The use of #first is problematic here, and you’ll also see it with t.extensions.first, which I have simplified to t.preferred_extension…except that there is also t.preferred_extension= allowing the mime data to explicitly include the preferred extension. The data hasn’t yet been updated to provide this, but the logic so far is “prefer the extension that is listed first”.

mime-types was created in 2003 because I needed it for a script that I was writing and I ported it from Perl. It has turned out to be very useful, and I want to keep most of the useful behaviours and make it a full consumer of the mime types data. However, over the last 13 years, how people use it does not quite match what it does. They do, however, use the mutability to add their own records (see various closed bugs in this repo before I moved data out).

I split out mime-types-data because I wanted to enable people to make their own interfaces that match what they expect using data that is in a fairly regularized format (even the columnar data is in a regularized format). I have plans on making mime query APIs in a lot of different languages that either consume the columnar data or the JSON file. There’s a lot more data provided in mime-types than people are using, and I think that the data is a good thing.

@ioquatix
Copy link
Author

ioquatix commented Oct 9, 2016

mime-types-data is awesome and really useful, so thanks for taking the initiative to do that.

Perhaps what would make the most sense is a light weight C (or C++ with C interface) library which could easily be invoked either via an extension or via FFI. You could use the FFI backed library where possible or a Ruby/Python implementation if that isn't possible.

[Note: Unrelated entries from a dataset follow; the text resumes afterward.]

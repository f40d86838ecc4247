// Chunk: docs/chunks/canvas_sizing - Amortized canvas growth for the minimap image

//! Canvas sizing with amortized growth.
//!
//! The minimap image is reused across edits for as long as the content fits.
//! When it no longer fits, a new canvas is allocated with headroom so that the
//! next few lines typed do not trigger another allocation.
//!
//! The decision itself is the pure function [`plan_resize`]; [`CanvasSizer`]
//! applies it to the owned [`Canvas`].
//!
//! # Growth policy
//!
//! `capacity = height + max(HEADROOM_LINES * pixels_per_line, height / 2)`.
//! Small buffers get room for another hundred lines at the current scale;
//! large buffers grow by half again. Capacity never shrinks.

use crate::canvas::Canvas;
use crate::error::GlanceError;

/// Minimum spare rendered lines added on every reallocation.
pub const HEADROOM_LINES: usize = 100;

/// Logical content size and the capacity of the storage backing it.
///
/// Invariant: `capacity_height >= height`.
#[derive(Debug, Clone, Copy, PartialEq, Eq)]
pub struct CanvasDimensions {
    pub width: usize,
    pub height: usize,
    pub capacity_height: usize,
}

/// Outcome of [`plan_resize`].
#[derive(Debug, Clone, Copy, PartialEq, Eq)]
pub enum ResizeDecision {
    /// The current storage holds the requested height at the requested width.
    Fits,
    /// New storage of `capacity` rows is required.
    Grow { capacity: usize },
}

/// What happened to the canvas during a resize.
#[derive(Debug, Clone, Copy, PartialEq, Eq)]
pub enum ResizeOutcome {
    /// The existing canvas was kept; its contents are intact.
    Reused,
    /// A fresh canvas replaced the old one and must be repainted.
    Reallocated,
}

impl ResizeOutcome {
    pub fn is_reallocated(&self) -> bool {
        matches!(self, ResizeOutcome::Reallocated)
    }
}

/// Returns the capacity to allocate for a content `height`, always strictly
/// greater than `height`.
///
/// Returns `None` when the headroom does not fit in `usize`.
pub fn grown_capacity(height: usize, pixels_per_line: usize) -> Option<usize> {
    let headroom = HEADROOM_LINES
        .saturating_mul(pixels_per_line)
        .max(height / 2)
        .max(1);
    height.checked_add(headroom)
}

/// Decides whether `current` can hold `height` rows at `width`.
pub fn plan_resize(
    current: Option<&CanvasDimensions>,
    height: usize,
    width: usize,
    pixels_per_line: usize,
) -> Result<ResizeDecision, GlanceError> {
    match current {
        Some(dims) if dims.width == width && dims.capacity_height >= height => {
            Ok(ResizeDecision::Fits)
        }
        _ => grown_capacity(height, pixels_per_line)
            .map(|capacity| ResizeDecision::Grow { capacity })
            .ok_or(GlanceError::CanvasTooLarge { width, height }),
    }
}

/// Owns the minimap canvas and keeps it large enough for the content.
#[derive(Debug, Default)]
pub struct CanvasSizer {
    dimensions: Option<CanvasDimensions>,
    canvas: Option<Canvas>,
}

impl CanvasSizer {
    pub fn new() -> Self {
        Self::default()
    }

    pub fn dimensions(&self) -> Option<CanvasDimensions> {
        self.dimensions
    }

    pub fn canvas(&self) -> Option<&Canvas> {
        self.canvas.as_ref()
    }

    /// Sizes the canvas for `rendered_line_count` lines.
    ///
    /// At least one line is always reserved. On error the previous canvas and
    /// dimensions are left untouched.
    pub fn resize(
        &mut self,
        rendered_line_count: usize,
        pixels_per_line: usize,
        width: usize,
    ) -> Result<ResizeOutcome, GlanceError> {
        let lines = rendered_line_count.max(1);
        let height = lines
            .checked_mul(pixels_per_line)
            .ok_or(GlanceError::CanvasTooLarge {
                width,
                height: usize::MAX,
            })?;

        match plan_resize(self.dimensions.as_ref(), height, width, pixels_per_line)? {
            ResizeDecision::Fits => {
                if let Some(dims) = self.dimensions.as_mut() {
                    dims.height = height;
                }
                tracing::trace!(height, "canvas reused");
                Ok(ResizeOutcome::Reused)
            }
            ResizeDecision::Grow { capacity } => {
                let canvas = Canvas::allocate(width, capacity)?;
                tracing::debug!(
                    width,
                    height,
                    old_capacity = self.dimensions.map(|d| d.capacity_height),
                    new_capacity = capacity,
                    "canvas reallocated"
                );
                self.canvas = Some(canvas);
                self.dimensions = Some(CanvasDimensions {
                    width,
                    height,
                    capacity_height: capacity,
                });
                Ok(ResizeOutcome::Reallocated)
            }
        }
    }
}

I fundamentally have an issue with mime types being mutable and the mime type database being mutable at a global level. This is touched on briefly here #45

The way I think this should work:

module Mime
    class Type
        def initialize(content_type, encoding, extensions)
            @content_type = content_type
            @encoding = encoding
            @extensions = extensions
        end

        attr :content_type
        attr :encoding
        attr :extensions
    end

    class Container
        def initialize(next = nil)
            @next = next

            @extensions = {}
            @content_types = {}
        end

        attr :extensions
        attr :content_types

        # Add a mime type to this container
        def << mime_type
            mime_type.extensions.each do |extension|
                @extensions[extension] = mime_type
            end

            @content_types[mime_type.content_type] = mime_type
        end

        def content_type_for_extension(extension)
            @extensions.fetch(extension) { @next.content_type_for_extension(extension) }
        end

        def mime_type_for_content_type(content_type)
            @content_types.fetch(extension) { @next.content_type_for_extension(extension) }
        end

        alias [] mime_type_for_content_type
    end

    class RFCBlahData
        def initialize(next = nil)
            @next = next
        end

        # Implemented in C land or wherever.
        # def content_type_for_extension(extension)
        # def mime_type_for_content_type(content_type)
    end
end

my_mimes = Mime::Container.new(Mime::RFCBlahData)
my_mimes << Mime::Type.new("foo/bar", "binary", "bar")

foo_bar_mime_type = my_mimes["foo/bar"]
text_plain_mime_type = my_mimes["text/plain"]

Ideally the library (e.g. mail) provides a way to specify my_mimes to be used for a given mail connection, or defaults to some sane global mime container.

@halostatue
Copy link
Member

There’s a lot more data than what you have specified, and given that I don’t have an automated process for updating the data (since the data is ultimately generated by humans, it requires some intervention periodically), I’m not comfortable making the registry or objects immutable as part of mime-types.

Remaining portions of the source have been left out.